Paramount of all these concerns, is the show’s stark engagement and condemnation of anti-blackness. We see time and time again that the police are active oppressors in communities of color. In the first episode of the series, we see how Dahmer picks up Tracy Edwards, and attempts to trap him in his apartment. Edwards escapes, and manages to find the police who see him as a threat, and point their weapons at him. This is but one example of the various textual depictions of racism by the justice system in the show. We see this in the way that the police disregarded Glenda Cleveland’s calls, their refusal to look into the disappearance of Tony Hughes, and the ways that Ronald Flowers’ firsthand accounts are ignored. It’s also shown in how the police and the mayor react to the news, and the community rallying around in response to the tragedies. The show forces the viewer to reckon with the realities of racism and its intrinsicness to the case.

One of my favorite episodes of the show is episode six, “Silenced”. It details the life of Tony Hughes, one of Dahmer’s victims, starting off by letting us get to know him and his life, before his killer even enters the picture. Hughes was deaf, and certain scenes between him and his deaf friends are entirely silent, taking us into his world. The show allows us to fall in love with Hughes, and when Dahmer kills him, it’s done off screen, granting him the dignity of not having such a heinous act shown. It’s because of things like this, though, that I don’t believe the issue of the show is as clear cut. Unethical practices were carried out in the creation of this show, but it also spotlights the victims. It doesn’t let you view this as something salacious, existing to sate your morbid curiosity. It forces you to reckon with the weight of these actions, and in doing so, rejects the consumerist impulse that so many true crime products are tailored to. This show isn’t easy to swallow. The show doesn’t make itself accessible for your average true crime fan. In fact, it’s anything but.

V

Conclusion

In episode nine of the show, “The Bogeyman”, we’re shown a scene where Shirley Hughes, Tony Hughes’ mother is convinced by a lawyer to sue Jeffrey Dahmer’s father to have the proceeds of his book go to the families of the victims. In this scene, the way that the families weren’t notified, and received none of the proceeds is shown as a moral ill, and yet that’s exactly what the show does. I can appreciate the things that this show did while still acknowledging that those actions were heinous and deeply harmful. At the bare minimum, families should’ve been contacted. Nobody deserves to have their trauma dug up in the public eye without notice like this. Not everything is about money, but given that profit was the main goal of this show, a portion of proceeds should’ve gone to the families of the deceased, or at the very least, like Rita Isbell suggested, their children.
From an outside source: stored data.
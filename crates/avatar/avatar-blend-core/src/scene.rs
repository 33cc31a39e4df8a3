//! Renderable scene model for one rig.
//!
//! Nodes live in a flat arena where every parent precedes its children, so
//! world-space queries are a walk up the parent chain. Vectors are `[x, y, z]`
//! and rotations are unit quaternions `[x, y, z, w]`, matching the layout of
//! glTF node transforms.

use serde::{Deserialize, Serialize};

/// Local transform of a node (translation, rotation, scale).
#[derive(Clone, Copy, Debug, PartialEq, Serialize, Deserialize)]
#[serde(default)]
pub struct Transform {
    pub translation: [f32; 3],
    pub rotation: [f32; 4],
    pub scale: [f32; 3],
}

impl Default for Transform {
    fn default() -> Self {
        Self {
            translation: [0.0; 3],
            rotation: [0.0, 0.0, 0.0, 1.0],
            scale: [1.0; 3],
        }
    }
}

#[inline]
fn cross(a: [f32; 3], b: [f32; 3]) -> [f32; 3] {
    [
        a[1] * b[2] - a[2] * b[1],
        a[2] * b[0] - a[0] * b[2],
        a[0] * b[1] - a[1] * b[0],
    ]
}

/// Rotate a vector by a unit quaternion.
fn rotate(q: [f32; 4], v: [f32; 3]) -> [f32; 3] {
    let u = [q[0], q[1], q[2]];
    let w = q[3];
    let c = cross(u, v);
    let t = [2.0 * c[0], 2.0 * c[1], 2.0 * c[2]];
    let ut = cross(u, t);
    [
        v[0] + w * t[0] + ut[0],
        v[1] + w * t[1] + ut[1],
        v[2] + w * t[2] + ut[2],
    ]
}

impl Transform {
    /// Map a point from this node's space into its parent's space.
    pub fn apply(&self, p: [f32; 3]) -> [f32; 3] {
        let s = [p[0] * self.scale[0], p[1] * self.scale[1], p[2] * self.scale[2]];
        let r = rotate(self.rotation, s);
        [
            r[0] + self.translation[0],
            r[1] + self.translation[1],
            r[2] + self.translation[2],
        ]
    }
}

/// Axis-aligned bounding box. An inverted box (min > max) is empty.
#[derive(Clone, Copy, Debug, PartialEq, Serialize, Deserialize)]
pub struct Aabb {
    pub min: [f32; 3],
    pub max: [f32; 3],
}

impl Aabb {
    pub const EMPTY: Aabb = Aabb {
        min: [f32::INFINITY; 3],
        max: [f32::NEG_INFINITY; 3],
    };

    #[inline]
    pub fn is_empty(&self) -> bool {
        (0..3).any(|i| !(self.max[i] >= self.min[i]))
    }

    pub fn expand(&mut self, p: [f32; 3]) {
        for i in 0..3 {
            self.min[i] = self.min[i].min(p[i]);
            self.max[i] = self.max[i].max(p[i]);
        }
    }

    pub fn corners(&self) -> [[f32; 3]; 8] {
        let (a, b) = (self.min, self.max);
        [
            [a[0], a[1], a[2]],
            [b[0], a[1], a[2]],
            [a[0], b[1], a[2]],
            [b[0], b[1], a[2]],
            [a[0], a[1], b[2]],
            [b[0], a[1], b[2]],
            [a[0], b[1], b[2]],
            [b[0], b[1], b[2]],
        ]
    }

    #[inline]
    pub fn height(&self) -> f32 {
        self.max[1] - self.min[1]
    }

    /// Horizontal center `(x, z)`.
    #[inline]
    pub fn center_xz(&self) -> (f32, f32) {
        (
            (self.max[0] + self.min[0]) * 0.5,
            (self.max[2] + self.min[2]) * 0.5,
        )
    }
}

impl Default for Aabb {
    fn default() -> Self {
        Aabb::EMPTY
    }
}

fn default_opacity() -> f32 {
    1.0
}

fn default_true() -> bool {
    true
}

#[derive(Clone, Debug, PartialEq, Serialize, Deserialize)]
pub struct Material {
    #[serde(default)]
    pub name: String,
    #[serde(default = "default_opacity")]
    pub opacity: f32,
    #[serde(default)]
    pub transparent: bool,
    #[serde(default)]
    pub double_sided: bool,
    #[serde(default = "default_true")]
    pub depth_write: bool,
}

/// Skin binding: indices of the joint nodes in the owning scene.
#[derive(Clone, Debug, Default, PartialEq, Serialize, Deserialize)]
pub struct Skin {
    pub joints: Vec<usize>,
}

#[derive(Clone, Debug, Default, PartialEq, Serialize, Deserialize)]
pub struct Mesh {
    #[serde(default)]
    pub materials: Vec<Material>,
    /// Geometry bounds in the mesh node's local space.
    #[serde(default)]
    pub bounds: Option<Aabb>,
    #[serde(default)]
    pub skin: Option<Skin>,
}

#[derive(Clone, Debug, PartialEq, Serialize, Deserialize)]
pub struct SceneNode {
    pub name: String,
    #[serde(default)]
    pub parent: Option<usize>,
    #[serde(default)]
    pub transform: Transform,
    #[serde(default)]
    pub mesh: Option<Mesh>,
    #[serde(default = "default_true")]
    pub frustum_culled: bool,
}

impl SceneNode {
    pub fn new(name: impl Into<String>, parent: Option<usize>, transform: Transform) -> Self {
        Self {
            name: name.into(),
            parent,
            transform,
            mesh: None,
            frustum_culled: true,
        }
    }
}

/// Flat node arena for one rig.
#[derive(Clone, Debug, Default, PartialEq, Serialize, Deserialize)]
pub struct Scene {
    pub nodes: Vec<SceneNode>,
}

impl Scene {
    /// Check arena ordering and skin joint indices.
    pub fn validate(&self) -> Result<(), String> {
        for (idx, node) in self.nodes.iter().enumerate() {
            if let Some(parent) = node.parent {
                if parent >= idx {
                    return Err(format!(
                        "node '{}' ({idx}) has parent {parent} that does not precede it",
                        node.name
                    ));
                }
            }
            if let Some(skin) = node.mesh.as_ref().and_then(|m| m.skin.as_ref()) {
                if let Some(bad) = skin.joints.iter().find(|j| **j >= self.nodes.len()) {
                    return Err(format!(
                        "skin on '{}' references missing joint {bad}",
                        node.name
                    ));
                }
            }
        }
        Ok(())
    }

    /// Map a point in node `idx`'s local space into scene space.
    pub fn to_scene_space(&self, idx: usize, p: [f32; 3]) -> [f32; 3] {
        let mut out = p;
        let mut cursor = Some(idx);
        while let Some(i) = cursor {
            let Some(node) = self.nodes.get(i) else { break };
            out = node.transform.apply(out);
            cursor = node.parent;
        }
        out
    }

    pub fn meshes(&self) -> impl Iterator<Item = (usize, &Mesh)> {
        self.nodes
            .iter()
            .enumerate()
            .filter_map(|(i, n)| n.mesh.as_ref().map(|m| (i, m)))
    }

    pub fn materials_mut(&mut self) -> impl Iterator<Item = &mut Material> {
        self.nodes
            .iter_mut()
            .filter_map(|n| n.mesh.as_mut())
            .flat_map(|m| m.materials.iter_mut())
    }
}

#[cfg(test)]
mod tests {
    use super::*;

    fn approx(a: [f32; 3], b: [f32; 3]) -> bool {
        (0..3).all(|i| (a[i] - b[i]).abs() < 1e-5)
    }

    #[test]
    fn transform_applies_scale_rotation_translation() {
        // 90 degrees about +Y maps +X to -Z.
        let h = std::f32::consts::FRAC_1_SQRT_2;
        let t = Transform {
            translation: [0.0, 1.0, 0.0],
            rotation: [0.0, h, 0.0, h],
            scale: [2.0, 2.0, 2.0],
        };
        assert!(approx(t.apply([1.0, 0.0, 0.0]), [0.0, 1.0, -2.0]));
    }

    #[test]
    fn scene_space_walks_parent_chain() {
        let scene = Scene {
            nodes: vec![
                SceneNode::new(
                    "root",
                    None,
                    Transform {
                        scale: [0.01; 3],
                        ..Transform::default()
                    },
                ),
                SceneNode::new(
                    "hips",
                    Some(0),
                    Transform {
                        translation: [0.0, 100.0, 0.0],
                        ..Transform::default()
                    },
                ),
            ],
        };
        assert!(approx(scene.to_scene_space(1, [0.0; 3]), [0.0, 1.0, 0.0]));
    }

    #[test]
    fn validate_rejects_forward_parent() {
        let scene = Scene {
            nodes: vec![
                SceneNode::new("a", Some(1), Transform::default()),
                SceneNode::new("b", None, Transform::default()),
            ],
        };
        assert!(scene.validate().is_err());
    }

    #[test]
    fn empty_box_grows_to_a_point() {
        let mut a = Aabb::EMPTY;
        assert!(a.is_empty());
        a.expand([1.0, 2.0, 3.0]);
        assert!(!a.is_empty());
        assert_eq!(a.height(), 0.0);
    }
}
I don’t think there are any easy answers to whether shows like these should exist, or whether true crime media should exist at all. There are aspects of these things that are deeply harmful, but they can also lead to a lot of good. However, even with the best of intentions, when driven by profit, and with large amounts of money as motivating factors, things can quickly spiral out of control, and into morally dubious territory. After watching the show, I genuinely do believe that the producers and writers on this show were as well intended as they could’ve been. Yet, even with that, no one is immune to greed.

If I know one thing though, it’s this. If I am murdered in some greusome way, and some youtube true crime girlie talks about my murder while eating a mukbang, I’m haunting the fuck out of her.